Yes, if there is a property manager, property management costs must be borne by the landlord. However, the landlord has the right to transfer these costs to the tenant by means of operating costs. If the landlord decides to transfer these costs to the tenant, the Austrian Rental Act (if fully applicable to the lease agreement) sets a maximum amount for the transferral of such costs.

Additionally, the owners of the property must also contribute towards the reserve fund. But this only applies if the Austrian Rental Act is fully applicable; otherwise, these costs are omitted.

3.8 The ability to recoup any landlord outgoings (including management costs) by way of service charges?

Normally, the tenant has to pay all service charges. The definition of operational costs in the relevant statutes is quite broad; therefore, management costs may also be operational costs to be borne by the tenant.

4. Enforceability

4.1 Are terms of leases/contracts recognised and supported by case law in the jurisdiction?

Contractual stipulations and terms of leases are generally enforceable and supported by the Austrian courts unless such provisions contravene mandatory provisions of the Austrian Civil Code or the Austrian Rental Act. Disputes are to be settled by the district courts. It is possible to enter into a jurisdiction agreement regarding the locally competent district court. 

5. Valuation and Environmental 

5.1 To be recognised in the courts, does an appraisal have to be prepared by some domestically regulated/qualified party or is an RICS (Royal Institution of Chartered Surveyors)-qualified appraisal report accepted and recognised in each jurisdiction?

In order to be recognised by a court, a property valuation must be made by a domestically regulated and qualified expert appointed by the court. However, the parties to a loan agreement or a lease agreement may contractually agree on (e.g. yearly) valuations by a foreign appraiser and may relate certain consequences (such as increase of rent, event of default) thereto. A private appraisal report may be submitted by a party during court proceedings, but is not to be recognised as a qualified appraisal report and only constitutes a deed in civil proceedings.

5.2 Is it possible/customary to obtain environmental reports from a local government agency or a qualified, insured environmental professional?

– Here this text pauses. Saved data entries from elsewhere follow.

//! Persisted state storage for the index snapshot: none, local file, or a
//! Google Cloud Storage object, selected by the scheme of a configured
//! URI.

use async_trait::async_trait;
use indexer_model::{Error, Index, IndexSnapshot};

use crate::registry::Credentials;

/// Loads and saves the index snapshot across restarts.
#[async_trait]
pub trait StateStorage: Send + Sync {
    async fn load(&self) -> Result<Index, Error>;
    async fn save(&self, index: &Index) -> Result<(), Error>;
}

/// Builds the configured storage backend from a URI: empty for
/// [`NullStorage`], a bare path for [`FileStorage`], `gs://bucket/object`
/// for [`CloudObjectStorage`].
pub async fn from_uri(uri: &str) -> Result<Box<dyn StateStorage>, Error> {
    if uri.is_empty() {
        return Ok(Box::new(NullStorage));
    }
    if let Some(rest) = uri.strip_prefix("gs://") {
        let (bucket, object) = rest
            .split_once('/')
            .ok_or_else(|| Error::Config(format!("invalid gs:// URI, missing object path: {uri}")))?;
        if bucket.is_empty() {
            return Err(Error::Config(format!("invalid gs:// URI, missing bucket: {uri}")));
        }
        let credentials = Credentials::ambient().await?;
        return Ok(Box::new(CloudObjectStorage::new(
            bucket.to_string(),
            object.to_string(),
            credentials,
        )));
    }
    Ok(Box::new(FileStorage::new(uri.to_string())))
}

/// Discards snapshots. Used when no `--state-storage-uri` is configured;
/// the index always starts empty and a full reindex populates it.
pub struct NullStorage;

#[async_trait]
impl StateStorage for NullStorage {
    async fn load(&self) -> Result<Index, Error> {
        Ok(Index::new())
    }

    async fn save(&self, _index: &Index) -> Result<(), Error> {
        Ok(())
    }
}

/// Persists the snapshot to a local file as JSON.
pub struct FileStorage {
    path: String,
}

impl FileStorage {
    pub fn new(path: String) -> Self {
        FileStorage { path }
    }
}

#[async_trait]
impl StateStorage for FileStorage {
    async fn load(&self) -> Result<Index, Error> {
        match tokio::fs::read(&self.path).await {
            Ok(bytes) => {
                let snapshot: IndexSnapshot = serde_json::from_slice(&bytes)
                    .map_err(|e| Error::Storage(format!("malformed state file {}: {e}", self.path)))?;
                Index::from_snapshot(snapshot)
            }
            Err(e) if e.kind() == std::io::ErrorKind::NotFound => Ok(Index::new()),
            Err(e) => Err(Error::Storage(format!("failed to read {}: {e}", self.path))),
        }
    }

    async fn save(&self, index: &Index) -> Result<(), Error> {
        let snapshot = index.to_snapshot();
        let bytes = serde_json::to_vec_pretty(&snapshot)
            .map_err(|e| Error::Storage(format!("failed to encode state: {e}")))?;
        tokio::fs::write(&self.path, bytes)
            .await
            .map_err(|e| Error::Storage(format!("failed to write {}: {e}", self.path)))
    }
}

/// Persists the snapshot as an object in Google Cloud Storage, speaking
/// the JSON API directly over `reqwest` with an ambient bearer token (the
/// pack carries no maintained `google-cloud-storage` crate).
pub struct CloudObjectStorage {
    bucket: String,
    object: String,
    credentials: Credentials,
    client: reqwest::Client,
}

impl CloudObjectStorage {
    pub fn new(bucket: String, object: String, credentials: Credentials) -> Self {
        CloudObjectStorage {
            bucket,
            object,
            credentials,
            client: reqwest::Client::new(),
        }
    }

    fn media_url(&self) -> String {
        format!(
            "https://storage.googleapis.com/storage/v1/b/{}/o/{}?alt=media",
            self.bucket,
            urlencoding_object(&self.object)
        )
    }

    fn upload_url(&self) -> String {
        format!(
            "https://storage.googleapis.com/upload/storage/v1/b/{}/o?uploadType=media&name={}",
            self.bucket,
            urlencoding_object(&self.object)
        )
    }

    async fn bearer_token(&self) -> Result<String, Error> {
        let (_, token) = self.credentials.basic().await?;
        Ok(token)
    }
}

fn urlencoding_object(object: &str) -> String {
    object.replace('/', "%2F")
}

#[async_trait]
impl StateStorage for CloudObjectStorage {
    async fn load(&self) -> Result<Index, Error> {
        let token = self.bearer_token().await?;
        let response = self
            .client
            .get(self.media_url())
            .bearer_auth(token)
            .send()
            .await
            .map_err(|e| Error::Storage(format!("failed to fetch gs://{}/{}: {e}", self.bucket, self.object)))?;

        if response.status() == reqwest::StatusCode::NOT_FOUND {
            return Ok(Index::new());
        }
        if !response.status().is_success() {
            return Err(Error::Storage(format!(
                "gs://{}/{} returned {}",
                self.bucket,
                self.object,
                response.status()
            )));
        }

        let bytes = response
            .bytes()
            .await
            .map_err(|e| Error::Storage(format!("failed to read gs object body: {e}")))?;
        let snapshot: IndexSnapshot = serde_json::from_slice(&bytes)
            .map_err(|e| Error::Storage(format!("malformed state object: {e}")))?;
        Index::from_snapshot(snapshot)
    }

    async fn save(&self, index: &Index) -> Result<(), Error> {
        let token = self.bearer_token().await?;
        let snapshot = index.to_snapshot();
        let bytes = serde_json::to_vec(&snapshot)
            .map_err(|e| Error::Storage(format!("failed to encode state: {e}")))?;

        let response = self
            .client
            .post(self.upload_url())
            .bearer_auth(token)
            .header(reqwest::header::CONTENT_TYPE, "application/json")
            .body(bytes)
            .send()
            .await
            .map_err(|e| Error::Storage(format!("failed to upload gs://{}/{}: {e}", self.bucket, self.object)))?;

        if !response.status().is_success() {
            return Err(Error::Storage(format!(
                "gs://{}/{} upload returned {}",
                self.bucket,
                self.object,
                response.status()
            )));
        }
        Ok(())
    }
}

#[cfg(test)]
mod tests {
    use super::*;

    #[tokio::test]
    async fn file_storage_missing_file_loads_empty_index() {
        let dir = tempfile::tempdir().unwrap();
        let path = dir.path().join("missing.json");
        let storage = FileStorage::new(path.to_string_lossy().to_string());
        let index = storage.load().await.unwrap();
        assert!(index.read().is_empty());
    }

    #[tokio::test]
    async fn file_storage_round_trips_snapshot() {
        use chrono::Utc;
        use indexer_model::{Image, Reference};
        use std::collections::BTreeMap;

        let dir = tempfile::tempdir().unwrap();
        let path = dir.path().join("state.json");
        let storage = FileStorage::new(path.to_string_lossy().to_string());

        let index = Index::new();
        let reference = Reference::parse("r.example/ns/app:v1").unwrap();
        index.replace_image(&reference, Image::new("v1", Utc::now(), BTreeMap::new()));
        storage.save(&index).await.unwrap();

        let loaded = storage.load().await.unwrap();
        let repos = loaded.read();
        assert_eq!(repos.get("r.example/ns/app").unwrap().len(), 1);
    }

    #[tokio::test]
    async fn null_storage_always_loads_empty() {
        let storage = NullStorage;
        assert!(storage.load().await.unwrap().read().is_empty());
    }
}
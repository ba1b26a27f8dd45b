//! The read API: repository listing, tag search, single-image lookup,
//! metrics and static API documentation.

use std::collections::BTreeMap;
use std::sync::Arc;

use actix_web::{get, post, web, HttpResponse};
use chrono::{DateTime, Utc};
use indexer_model::{Image, Index, Reference};
use serde::{Deserialize, Serialize};

use crate::metrics::Metrics;

const DEFAULT_LIMIT: usize = 10;

#[derive(Debug, Default, Deserialize)]
struct SearchQuery {
    #[serde(default)]
    labels: BTreeMap<String, String>,
    created_after: Option<DateTime<Utc>>,
    created_before: Option<DateTime<Utc>>,
}

#[derive(Debug, Deserialize)]
struct Pagination {
    offset: Option<u32>,
    limit: Option<u32>,
}

#[derive(Serialize)]
struct SearchResponse<'a> {
    #[serde(rename = "name")]
    repository: &'a str,
    images: Vec<&'a Image>,
    offset: usize,
    limit: usize,
    count: usize,
}

#[derive(Serialize, Deserialize)]
struct RepositoryStatus {
    name: String,
    images: usize,
}

#[derive(Serialize, Deserialize)]
struct ListRepositoriesResponse {
    repositories: Vec<RepositoryStatus>,
}

fn parse_repository(raw: &str) -> Result<Reference, HttpResponse> {
    Reference::parse(raw).map_err(|e| HttpResponse::BadRequest().body(format!("invalid repository name: {e}")))
}

#[get("/repositories")]
async fn list_repositories(index: web::Data<Arc<Index>>) -> HttpResponse {
    let repositories = index
        .read()
        .values()
        .map(|repo| RepositoryStatus {
            name: repo.name.clone(),
            images: repo.len(),
        })
        .collect();
    HttpResponse::Ok().json(ListRepositoriesResponse { repositories })
}

#[get("/repositories/{repository:.*}/tags/{tag}")]
async fn get_image(
    path: web::Path<(String, String)>,
    index: web::Data<Arc<Index>>,
) -> HttpResponse {
    let (repository, tag) = path.into_inner();
    let reference = match parse_repository(&repository) {
        Ok(reference) => reference,
        Err(response) => return response,
    };

    let repos = index.read();
    let Some(repo) = repos.get(reference.name()) else {
        return HttpResponse::NotFound().body("repository not found");
    };
    match repo.get_image(&tag) {
        Some(image) => HttpResponse::Ok().json(image),
        None => HttpResponse::NotFound().body("image not found in repository"),
    }
}

#[get("/repositories/{repository:.*}/tags")]
async fn search_repository_get(
    path: web::Path<String>,
    pagination: web::Query<Pagination>,
    index: web::Data<Arc<Index>>,
) -> HttpResponse {
    search_repository(&path.into_inner(), &pagination, SearchQuery::default(), &index)
}

#[post("/repositories/{repository:.*}/tags")]
async fn search_repository_post(
    path: web::Path<String>,
    pagination: web::Query<Pagination>,
    body: web::Json<SearchQuery>,
    index: web::Data<Arc<Index>>,
) -> HttpResponse {
    search_repository(&path.into_inner(), &pagination, body.into_inner(), &index)
}

fn search_repository(
    repository: &str,
    pagination: &Pagination,
    query: SearchQuery,
    index: &Index,
) -> HttpResponse {
    let reference = match parse_repository(repository) {
        Ok(reference) => reference,
        Err(response) => return response,
    };

    let repos = index.read();
    let Some(repo) = repos.get(reference.name()) else {
        return HttpResponse::NotFound().body("not found");
    };

    let matched: Vec<&Image> = repo
        .images()
        .iter()
        .filter(|image| image.matches(query.created_after, query.created_before, &query.labels))
        .collect();

    let offset = pagination.offset.unwrap_or(0) as usize;
    let limit = pagination.limit.map(|l| l as usize).unwrap_or(DEFAULT_LIMIT);
    let start = offset.min(matched.len());
    let end = (start + limit).min(matched.len());

    HttpResponse::Ok().json(SearchResponse {
        repository: reference.name(),
        images: matched[start..end].to_vec(),
        offset: start,
        limit,
        count: matched.len(),
    })
}

#[get("/metrics")]
async fn metrics(metrics: web::Data<Arc<Metrics>>) -> HttpResponse {
    match metrics.encode() {
        Ok(body) => HttpResponse::Ok()
            .content_type("text/plain; version=0.0.4")
            .body(body),
        Err(e) => HttpResponse::InternalServerError().body(format!("failed to encode metrics: {e}")),
    }
}

pub fn configure_routes(cfg: &mut web::ServiceConfig) {
    cfg.service(list_repositories)
        .service(get_image)
        .service(search_repository_get)
        .service(search_repository_post)
        .service(metrics);
}

#[cfg(test)]
mod tests {
    use super::*;
    use actix_web::{test, App};
    use std::collections::BTreeMap as Map;

    fn sample_index() -> Arc<Index> {
        let index = Arc::new(Index::new());
        let reference = Reference::parse("r.example/ns/app:v1").unwrap();
        index.replace_image(&reference, Image::new("v1", Utc::now(), Map::new()));
        index
    }

    #[actix_web::test]
    async fn lists_repositories() {
        let index = sample_index();
        let app = test::init_service(
            App::new()
                .app_data(web::Data::new(index))
                .configure(configure_routes),
        )
        .await;

        let req = test::TestRequest::get().uri("/repositories").to_request();
        let resp: ListRepositoriesResponse = test::call_and_read_body_json(&app, req).await;
        assert_eq!(resp.repositories.len(), 1);
        assert_eq!(resp.repositories[0].name, "r.example/ns/app");
    }

    #[actix_web::test]
    async fn returns_404_for_missing_image() {
        let index = sample_index();
        let app = test::init_service(
            App::new()
                .app_data(web::Data::new(index))
                .configure(configure_routes),
        )
        .await;

        let req = test::TestRequest::get()
            .uri("/repositories/r.example/ns/app/tags/missing")
            .to_request();
        let resp = test::call_service(&app, req).await;
        assert_eq!(resp.status(), 404);
    }
}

A public register regarding certain contaminations exists (Altlastenregister). Except for that, no publicly available information exists. There are, however, various professional service providers specialising in environmental compliance, which may provide environmental due diligence reports (e.g. a request to the Federal Environment Agency for further information on important properties can be made). Additionally, companies can be appointed to inspect soil or buildings for contamination.

5.3 Is it possible for liability in respect of past or present breaches of environmental laws to attach to a lender by it holding or enforcing a mortgage over real estate?

No, a lender holding or enforcing a mortgage cannot be held liable for past or present breaches of environmental laws relating to the mortgaged properties unless the lender purchases the real estate or has caused the contamination.